_What is expected_:
In the listing below, look for "relevant" and copy every line that has it.

_Data extract_:

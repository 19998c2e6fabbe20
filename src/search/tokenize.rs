//! Text normalization, tokenization and trigram extraction.

use ahash::AHashSet;
use regex::Regex;
use std::sync::LazyLock;
use unicode_normalization::UnicodeNormalization;

/// Any Unicode mark (combining diacritics, enclosing marks, spacing marks).
static MARKS: LazyLock<Regex> =
    LazyLock::new(|| Regex::new(r"\p{M}+").expect("mark pattern is valid"));

/// A maximal run of characters that are neither letters nor numbers.
static SEPARATORS: LazyLock<Regex> =
    LazyLock::new(|| Regex::new(r"[^\p{L}\p{N}]+").expect("separator pattern is valid"));

/// A contiguous three-character window of padded, sanitized text.
pub type Trigram = [char; 3];

/// Padding added on each side of sanitized text before trigram extraction.
const TRIGRAM_PADDING: &str = "  ";

/// Normalizes text for matching.
///
/// Applies NFKD decomposition, drops every combining mark, lower-cases, collapses
/// each run of non-alphanumeric characters into a single space and trims:
/// - "Café Déjà-vu!" → "cafe deja vu"
/// - "  Non-manual   markers " → "non manual markers"
///
/// The result is a fixed point: `sanitize(&sanitize(x)) == sanitize(x)`.
pub fn sanitize(text: &str) -> String {
    let decomposed: String = text.nfkd().collect();
    let stripped = MARKS.replace_all(&decomposed, "");
    let lowered = stripped.to_lowercase();
    SEPARATORS.replace_all(&lowered, " ").trim().to_string()
}

/// Splits a raw query into sanitized tokens. Blank input yields no tokens.
pub fn tokenize(query: &str) -> Vec<String> {
    let sanitized = sanitize(query);
    if sanitized.is_empty() {
        return vec![];
    }
    sanitized.split(' ').map(str::to_string).collect()
}

/// Extracts the trigram set of already-sanitized text.
///
/// The text is padded with two spaces on each side so word boundaries contribute
/// their own trigrams ("  f", " fi", ...). Matching is therefore independent of
/// token boundaries and tolerates partial words and typos.
pub fn trigrams(sanitized: &str) -> AHashSet<Trigram> {
    if sanitized.is_empty() {
        return AHashSet::new();
    }

    let padded: Vec<char> = TRIGRAM_PADDING
        .chars()
        .chain(sanitized.chars())
        .chain(TRIGRAM_PADDING.chars())
        .collect();

    // A padded string of exactly three characters yields itself as the only window.
    padded
        .windows(3)
        .map(|window| [window[0], window[1], window[2]])
        .collect()
}

/// Fraction of shared trigrams relative to the larger set; 0 when either is empty.
pub fn trigram_similarity(query: &AHashSet<Trigram>, target: &AHashSet<Trigram>) -> f64 {
    if query.is_empty() || target.is_empty() {
        return 0.0;
    }

    let matches = query.iter().filter(|trigram| target.contains(*trigram)).count();
    matches as f64 / query.len().max(target.len()) as f64
}
//! Lightweight autosuggest over question texts.

use super::index::newest_first;
use super::query::SearchEngine;
use super::scoring::{ScoringQuery, SearchFilters, score_entry};
use ahash::AHashSet;

/// Number of suggestions returned when the caller does not specify a limit.
pub const DEFAULT_SUGGESTION_LIMIT: usize = 6;

/// Suggestions must score strictly above this to count as relevant.
const MIN_SUGGESTION_SCORE: f64 = 0.2;

impl SearchEngine {
    /// Suggest up to `limit` distinct questions for a partially typed query.
    ///
    /// A blank query yields the most recently published questions. Otherwise
    /// questions are ranked with the search scoring (no facet filters) and, if too
    /// few clear the relevance floor, the rest is filled from the corpus in order.
    pub fn suggest(&self, query: &str, limit: usize) -> Vec<String> {
        let mut suggestions = Suggestions::new(limit);

        if query.trim().is_empty() {
            let mut recent: Vec<_> = self.index().entries().iter().collect();
            recent.sort_by(|a, b| newest_first(a.published, b.published));
            suggestions.extend(recent.iter().map(|indexed| indexed.entry.question.as_str()));
            return suggestions.finish();
        }

        let scoring = ScoringQuery::from_text(query);
        let filters = SearchFilters::default();
        let now = self.clock().now();

        let mut relevant: Vec<(&str, f64)> = self
            .index()
            .entries()
            .iter()
            .map(|indexed| {
                let score = score_entry(indexed, &scoring, &filters, now);
                (indexed.entry.question.as_str(), score)
            })
            .filter(|(_, score)| *score > MIN_SUGGESTION_SCORE)
            .collect();
        relevant.sort_by(|(question_a, score_a), (question_b, score_b)| {
            score_b.total_cmp(score_a).then_with(|| question_a.cmp(question_b))
        });

        let ranked = relevant.len();
        suggestions.extend(relevant.into_iter().map(|(question, _)| question));
        let from_ranking = suggestions.len();
        suggestions.extend(
            self.index()
                .entries()
                .iter()
                .map(|indexed| indexed.entry.question.as_str()),
        );

        tracing::debug!(
            query,
            ranked,
            from_ranking,
            backfilled = suggestions.len() - from_ranking,
            "Built suggestions"
        );
        suggestions.finish()
    }
}

/// Accumulates distinct questions until the limit is reached.
struct Suggestions<'a> {
    limit: usize,
    seen: AHashSet<&'a str>,
    questions: Vec<String>,
}

impl<'a> Suggestions<'a> {
    fn new(limit: usize) -> Self {
        Self {
            limit,
            seen: AHashSet::new(),
            questions: Vec::with_capacity(limit.min(64)),
        }
    }

    fn len(&self) -> usize {
        self.questions.len()
    }

    fn extend(&mut self, candidates: impl Iterator<Item = &'a str>) {
        for question in candidates {
            if self.questions.len() >= self.limit {
                return;
            }
            if self.seen.insert(question) {
                self.questions.push(question.to_string());
            }
        }
    }

    fn finish(self) -> Vec<String> {
        self.questions
    }
}
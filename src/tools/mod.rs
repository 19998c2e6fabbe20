pub mod facets;
pub mod search;
pub mod suggest;

pub use facets::*;
pub use search::*;
pub use suggest::*;
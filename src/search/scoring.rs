//! Relevance scoring and ranking order.
//!
//! The weights below are empirically tuned and must stay as they are: existing
//! rankings (and the tests that pin them) depend on their relative magnitudes.

use super::index::{IndexedEntry, newest_first};
use super::tokenize::{Trigram, sanitize, tokenize, trigram_similarity, trigrams};
use ahash::AHashSet;
use chrono::{DateTime, Utc};
use std::cmp::Ordering;

const QUESTION_SIMILARITY_WEIGHT: f64 = 3.1;
const ANSWER_SIMILARITY_WEIGHT: f64 = 1.9;
const QUESTION_TOKEN_BOOST: f64 = 1.25;
const ANSWER_TOKEN_BOOST: f64 = 0.85;
const TOPIC_TOKEN_BOOST: f64 = 0.5;
const TAG_TOKEN_BOOST: f64 = 0.45;
const TOPIC_FILTER_BOOST: f64 = 0.6;
const TAG_FILTER_BOOST: f64 = 0.4;
const AUTHOR_FILTER_BOOST: f64 = 0.8;

/// Floor of the recency boost, and the whole boost for undated entries.
const RECENCY_FLOOR: f64 = 0.15;
/// Days over which the recency boost decays to half its dynamic range.
const RECENCY_WINDOW_DAYS: f64 = 120.0;
const MILLISECONDS_IN_DAY: f64 = 1000.0 * 60.0 * 60.0 * 24.0;

/// Source of "now" for the recency boost.
#[derive(Debug, Clone, Copy, Default, PartialEq, Eq)]
pub enum Clock {
    /// Read the wall clock on every query.
    #[default]
    System,
    /// Score as if the current time were fixed, for reproducible rankings.
    Fixed(DateTime<Utc>),
}

impl Clock {
    pub fn now(&self) -> DateTime<Utc> {
        match self {
            Self::System => Utc::now(),
            Self::Fixed(instant) => *instant,
        }
    }
}

/// Sanitized facet constraints. Empty means "no constraint on this facet".
#[derive(Debug, Clone, Default, PartialEq, Eq)]
pub struct SearchFilters {
    pub topics: AHashSet<String>,
    pub tags: AHashSet<String>,
    pub author: String,
}

impl SearchFilters {
    pub fn is_empty(&self) -> bool {
        self.topics.is_empty() && self.tags.is_empty() && self.author.is_empty()
    }

    /// True when a topic filter is active and the entry carries one of its topics.
    pub fn topic_matches(&self, indexed: &IndexedEntry) -> bool {
        !self.topics.is_empty()
            && indexed
                .normalized_topics
                .iter()
                .any(|topic| self.topics.contains(topic))
    }

    /// True when a tag filter is active and the entry carries one of its tags.
    pub fn tag_matches(&self, indexed: &IndexedEntry) -> bool {
        !self.tags.is_empty()
            && indexed
                .normalized_tags
                .iter()
                .any(|tag| self.tags.contains(tag))
    }

    /// True when an author filter is active and equals the entry's author.
    pub fn author_matches(&self, indexed: &IndexedEntry) -> bool {
        !self.author.is_empty() && indexed.normalized_author == self.author
    }

    /// Whether the entry satisfies every active facet.
    pub fn admits(&self, indexed: &IndexedEntry) -> bool {
        (self.topics.is_empty() || self.topic_matches(indexed))
            && (self.tags.is_empty() || self.tag_matches(indexed))
            && (self.author.is_empty() || self.author_matches(indexed))
    }
}

/// The tokenized form of a query, computed once per request.
#[derive(Debug, Clone, Default)]
pub(crate) struct ScoringQuery {
    pub(crate) tokens: Vec<String>,
    pub(crate) trigrams: AHashSet<Trigram>,
}

impl ScoringQuery {
    /// Tokenize a raw query and extract its trigrams.
    pub(crate) fn from_text(query: &str) -> Self {
        let sanitized = sanitize(query);
        Self {
            tokens: tokenize(&sanitized),
            trigrams: trigrams(&sanitized),
        }
    }
}

/// Recency boost: `1 / (1 + days / 120) + 0.15`, or `0.15` for undated entries.
///
/// Entries dated in the future count as published today.
pub(crate) fn recency_weight(published: Option<DateTime<Utc>>, now: DateTime<Utc>) -> f64 {
    let Some(published) = published else {
        return RECENCY_FLOOR;
    };

    let elapsed = now.signed_duration_since(published).num_milliseconds() as f64;
    let days_since = (elapsed / MILLISECONDS_IN_DAY).max(0.0);
    1.0 / (1.0 + days_since / RECENCY_WINDOW_DAYS) + RECENCY_FLOOR
}

/// Compute the relevance score of one entry.
pub(crate) fn score_entry(
    indexed: &IndexedEntry,
    query: &ScoringQuery,
    filters: &SearchFilters,
    now: DateTime<Utc>,
) -> f64 {
    let question_similarity = trigram_similarity(&query.trigrams, &indexed.question_trigrams);
    let answer_similarity = trigram_similarity(&query.trigrams, &indexed.answer_trigrams);

    let mut token_boost = 0.0;
    for token in &query.tokens {
        if indexed.normalized_question.contains(token.as_str()) {
            token_boost += QUESTION_TOKEN_BOOST;
        }
        if indexed.normalized_answer.contains(token.as_str()) {
            token_boost += ANSWER_TOKEN_BOOST;
        }
    }

    let topic_token_boost = facet_token_boost(&query.tokens, &indexed.normalized_topics, TOPIC_TOKEN_BOOST);
    let tag_token_boost = facet_token_boost(&query.tokens, &indexed.normalized_tags, TAG_TOKEN_BOOST);

    let mut filter_boost = 0.0;
    if filters.topic_matches(indexed) {
        filter_boost += TOPIC_FILTER_BOOST;
    }
    if filters.tag_matches(indexed) {
        filter_boost += TAG_FILTER_BOOST;
    }
    if filters.author_matches(indexed) {
        filter_boost += AUTHOR_FILTER_BOOST;
    }

    let recency_boost = recency_weight(indexed.published, now);

    question_similarity * QUESTION_SIMILARITY_WEIGHT
        + answer_similarity * ANSWER_SIMILARITY_WEIGHT
        + token_boost
        + topic_token_boost
        + tag_token_boost
        + filter_boost
        + recency_boost
}

/// `weight` for every token that occurs inside at least one facet value.
fn facet_token_boost(tokens: &[String], values: &[String], weight: f64) -> f64 {
    tokens
        .iter()
        .filter(|token| values.iter().any(|value| value.contains(token.as_str())))
        .fold(0.0, |acc, _| acc + weight)
}

/// An entry paired with its score for the duration of one query.
#[derive(Debug, Clone, Copy)]
pub(crate) struct RankedEntry<'a> {
    pub(crate) indexed: &'a IndexedEntry,
    pub(crate) score: f64,
}

/// Ranking order: score descending, then newest first, then question text ascending.
pub(crate) fn compare_ranked(a: &RankedEntry<'_>, b: &RankedEntry<'_>) -> Ordering {
    b.score
        .total_cmp(&a.score)
        .then_with(|| newest_first(a.indexed.published, b.indexed.published))
        .then_with(|| a.indexed.entry.question.cmp(&b.indexed.entry.question))
}

/// Round a score to four decimal places for display.
pub(crate) fn display_score(score: f64) -> f64 {
    (score * 10_000.0).round() / 10_000.0
}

_Answer to this exercise_:
/// Suggestions must score strictly above this to count as relevant.
        let mut relevant: Vec<(&str, f64)> = self
        relevant.sort_by(|(question_a, score_a), (question_b, score_b)| {
        let ranked = relevant.len();
        suggestions.extend(relevant.into_iter().map(|(question, _)| question));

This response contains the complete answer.